Chapter 8 - Data Abstractions - Chapter Review Problems - Page 409: 14

See the explanation

a).To remove duplicates from an unsorted linked list, you can use a hash set to keep track of unique elements as you traverse the linked list. Here's a high-level algorithm: 1. Initialize an empty hash set to store unique elements. 2. Traverse the linked list: - For each node, check if its value is already present in the hash set. - If it is, remove the node from the linked list. - If it's not, add the value to the hash set. 3. Continue traversing until the end of the linked list is reached. By using a hash set, you can achieve a time complexity of O(n) since each lookup and insertion operation takes constant time on average. This algorithm ensures that each element in the linked list remains unique after duplicates are removed. b).If the use of a temporary buffer is not permitted to solve the problem mentioned in part (a), an alternative approach can be used. One possible solution is to iterate through the linked list with two pointers, where one pointer moves at a slower pace (one step at a time) and the other pointer moves at a faster pace (two steps at a time). By doing so, if there is a loop in the linked list, the faster pointer will eventually catch up to the slower pointer within the loop. This can be explained by considering the relative speeds of the two pointers. If there is a loop, the faster pointer will keep circling around the loop and eventually catch up to the slower pointer.

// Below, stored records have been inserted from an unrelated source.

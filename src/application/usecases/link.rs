//! Bidirectional identity/profile linking.

use crate::application::error::{ApplicationError, Result};
use crate::application::usecases::Stores;
use crate::domain::identity::Identity;
use crate::domain::profile::Profile;

/// Point `identity` and `profile` at each other and persist both sides.
///
/// Idempotent: a side already holding the expected reference is not
/// written again, so a failed call can simply be replayed.
pub(crate) async fn link_pair(
    stores: &Stores,
    mut identity: Identity,
    mut profile: Profile,
) -> Result<(Identity, Profile)> {
    let identity_id = identity.id().ok_or(ApplicationError::NotFound)?;
    let profile_id = profile.id().ok_or(ApplicationError::NotFound)?;

    if !identity.is_linked_to(profile_id) {
        identity.link_profile(profile_id);
        identity = stores.credentials.save(identity).await?;
    }

    if profile.identity_id() != Some(identity_id) {
        profile.link_identity(identity_id);
        profile = stores.profiles.save_or_update(profile).await?;
    }

    Ok((identity, profile))
}
//! Sign-in and sign-up use case implementation.

use std::sync::Arc;

use async_trait::async_trait;

use crate::application::dto::{
    PrincipalDto, SessionDto, SignInRequestDto, SignUpConfirmationDto,
    SignUpRequestDto,
};
use crate::application::error::{ApplicationError, Result, SignUpStage};
use crate::application::ports::inbound::Authentication;
use crate::application::ports::outbound::{
    Clock, PasswordHasher, TelemetryPort, TokenIssuer,
};
use crate::application::usecases::link::link_pair;
use crate::application::usecases::{SignUpPolicy, Stores, TOKEN_TYPE};
use crate::domain::email::EmailAddress;
use crate::domain::identity::Identity;
use crate::domain::name::PersonName;
use crate::domain::password::{Password, PasswordHash};
use crate::domain::profile::Profile;

/// Password hashed at start-up, verified against when no identity matches.
const DECOY_PASSWORD: &str = "decoy-password";

/// Authentication use case service.
pub struct AuthenticationService {
    stores: Stores,
    hasher: Arc<dyn PasswordHasher>,
    token: Arc<dyn TokenIssuer>,
    telemetry: Arc<dyn TelemetryPort>,
    clock: Arc<dyn Clock>,
    policy: SignUpPolicy,
    decoy: Option<(Password, PasswordHash)>,
}

impl AuthenticationService {
    pub fn new(
        stores: Stores,
        hasher: Arc<dyn PasswordHasher>,
        token: Arc<dyn TokenIssuer>,
        telemetry: Arc<dyn TelemetryPort>,
        clock: Arc<dyn Clock>,
        policy: SignUpPolicy,
    ) -> Self {
        let decoy = Password::presented(DECOY_PASSWORD)
            .map_err(ApplicationError::from)
            .and_then(|password| {
                let hash = hasher.hash(&password)?;
                Ok((password, hash))
            })
            .inspect_err(|err| {
                tracing::warn!(error = %err, "cannot hash decoy password, unknown emails fail fast");
            })
            .ok();

        Self {
            stores,
            hasher,
            token,
            telemetry,
            clock,
            policy,
            decoy,
        }
    }

    /// Run one password verification whose outcome is discarded.
    ///
    /// Rejections without a stored hash then take as long as a wrong
    /// password.
    fn verify_decoy(&self, password: Option<&Password>) {
        if let Some((decoy_password, decoy_hash)) = &self.decoy {
            let _ = self
                .hasher
                .verify(password.unwrap_or(decoy_password), decoy_hash);
        }
    }

    /// Link the freshly created pair, replaying the idempotent link on
    /// failure.
    async fn link_with_retry(
        &self,
        identity: &Identity,
        profile: &Profile,
    ) -> Result<()> {
        let attempts = self.policy.link_attempts.max(1);
        let mut attempt = 1;

        loop {
            match link_pair(&self.stores, identity.clone(), profile.clone())
                .await
            {
                Ok(_) => return Ok(()),
                Err(err) if attempt < attempts => {
                    tracing::warn!(
                        attempt,
                        identity_id = ?identity.id(),
                        profile_id = ?profile.id(),
                        error = %err,
                        "linking identity and profile failed, retrying"
                    );
                    tokio::time::sleep(self.policy.link_backoff * attempt)
                        .await;
                    attempt += 1;
                },
                Err(err) => return Err(err),
            }
        }
    }
}

#[async_trait]
impl Authentication for AuthenticationService {
    async fn sign_in(&self, request: SignInRequestDto) -> Result<SessionDto> {
        // Malformed input is answered like any other credential failure.
        let (Ok(email), Ok(password)) = (
            EmailAddress::parse(request.email),
            Password::presented(request.password),
        ) else {
            self.verify_decoy(None);
            self.telemetry.record_sign_in_failure("malformed_input");
            return Err(ApplicationError::InvalidCredentials);
        };

        let Some(identity) = self.stores.credentials.find_by_email(&email).await?
        else {
            self.verify_decoy(Some(&password));
            self.telemetry.record_sign_in_failure("unknown_email");
            return Err(ApplicationError::InvalidCredentials);
        };

        if let Err(err) = self.hasher.verify(&password, identity.password_hash())
        {
            if matches!(err, ApplicationError::InvalidCredentials) {
                self.telemetry.record_sign_in_failure("password_mismatch");
            }
            return Err(err);
        }

        let principal = PrincipalDto {
            id: identity.id().ok_or(ApplicationError::NotFound)?,
            name: identity.email().to_string(),
            roles: identity.role_names(),
        };
        let signed = self.token.issue(&principal, self.clock.now())?;

        self.telemetry.record_sign_in_success(principal.id);

        Ok(SessionDto {
            token: signed.token,
            token_type: TOKEN_TYPE.to_string(),
            expires_in: signed.expires_in,
            principal,
        })
    }

    async fn sign_up(
        &self,
        request: SignUpRequestDto,
    ) -> Result<SignUpConfirmationDto> {
        let email = EmailAddress::parse(request.email)?;
        let name = PersonName::new(&request.first_name, &request.last_name)?;
        let password = Password::new(request.password)?;

        if self.stores.credentials.exists_by_email(&email).await? {
            self.telemetry.record_sign_up_rejected("duplicate_account");
            return Err(ApplicationError::DuplicateAccount);
        }

        let role = self.policy.default_role;
        let Some(default_role) = self.stores.roles.find_by_name(role).await?
        else {
            tracing::error!(%role, "default role is not seeded in the role catalog");
            return Err(ApplicationError::RoleCatalogCorrupt { role });
        };

        let password_hash = self.hasher.hash(&password)?;

        let identity = Identity::new(
            email.clone(),
            name.clone(),
            password_hash,
            [default_role],
            self.clock.now(),
        )?;

        // The store's unique constraint settles concurrent sign-ups that
        // all passed the existence check.
        let identity = match self.stores.credentials.save(identity).await {
            Ok(identity) => identity,
            Err(ApplicationError::UniqueViolation(_)) => {
                self.telemetry.record_sign_up_rejected("duplicate_account");
                return Err(ApplicationError::DuplicateAccount);
            },
            Err(err) => return Err(err),
        };
        let identity_id = identity.id().ok_or(ApplicationError::NotFound)?;

        let profile = match self
            .stores
            .profiles
            .save_or_update(Profile::new(name, email))
            .await
        {
            Ok(profile) => profile,
            Err(err) => {
                let stage = SignUpStage::IdentityCreated;
                tracing::error!(%identity_id, %stage, error = %err, "profile creation failed, identity left unlinked");
                self.telemetry.record_partial_failure(stage, identity_id, None);
                return Err(ApplicationError::PartialFailure {
                    stage,
                    identity_id,
                    profile_id: None,
                    source: Box::new(err),
                });
            },
        };
        let profile_id = profile.id().ok_or(ApplicationError::NotFound)?;

        if let Err(err) = self.link_with_retry(&identity, &profile).await {
            let stage = SignUpStage::ProfileCreated;
            tracing::error!(%identity_id, %profile_id, %stage, error = %err, "linking failed, pair left for reconciliation");
            self.telemetry
                .record_partial_failure(stage, identity_id, Some(profile_id));
            return Err(ApplicationError::PartialFailure {
                stage,
                identity_id,
                profile_id: Some(profile_id),
                source: Box::new(err),
            });
        }

        self.telemetry.record_account_created(identity_id);

        Ok(SignUpConfirmationDto {
            identity_id,
            profile_id,
        })
    }
}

To determine if there is a loop, we can initialize two pointers, slow and fast, at the head of the linked list. Then, we can move the slow pointer one step at a time and the fast pointer two steps at a time. If the two pointers meet at any point, it indicates the presence of a loop in the linked list. Once the loop is detected, we can find the starting point of the loop by resetting the slow pointer to the head of the linked list and moving both pointers at the same pace (one step at a time) until they meet again. The meeting point will be the starting point of the loop. This approach works because the distance between the head of the linked list and the starting point of the loop is equal to the distance between the meeting point and the starting point of the loop. By moving both pointers at the same pace, they will meet at the starting point of the loop. Therefore, if the use of a temporary buffer is not allowed, this approach using two pointers can be used to detect and find the starting point of a loop in a linked list.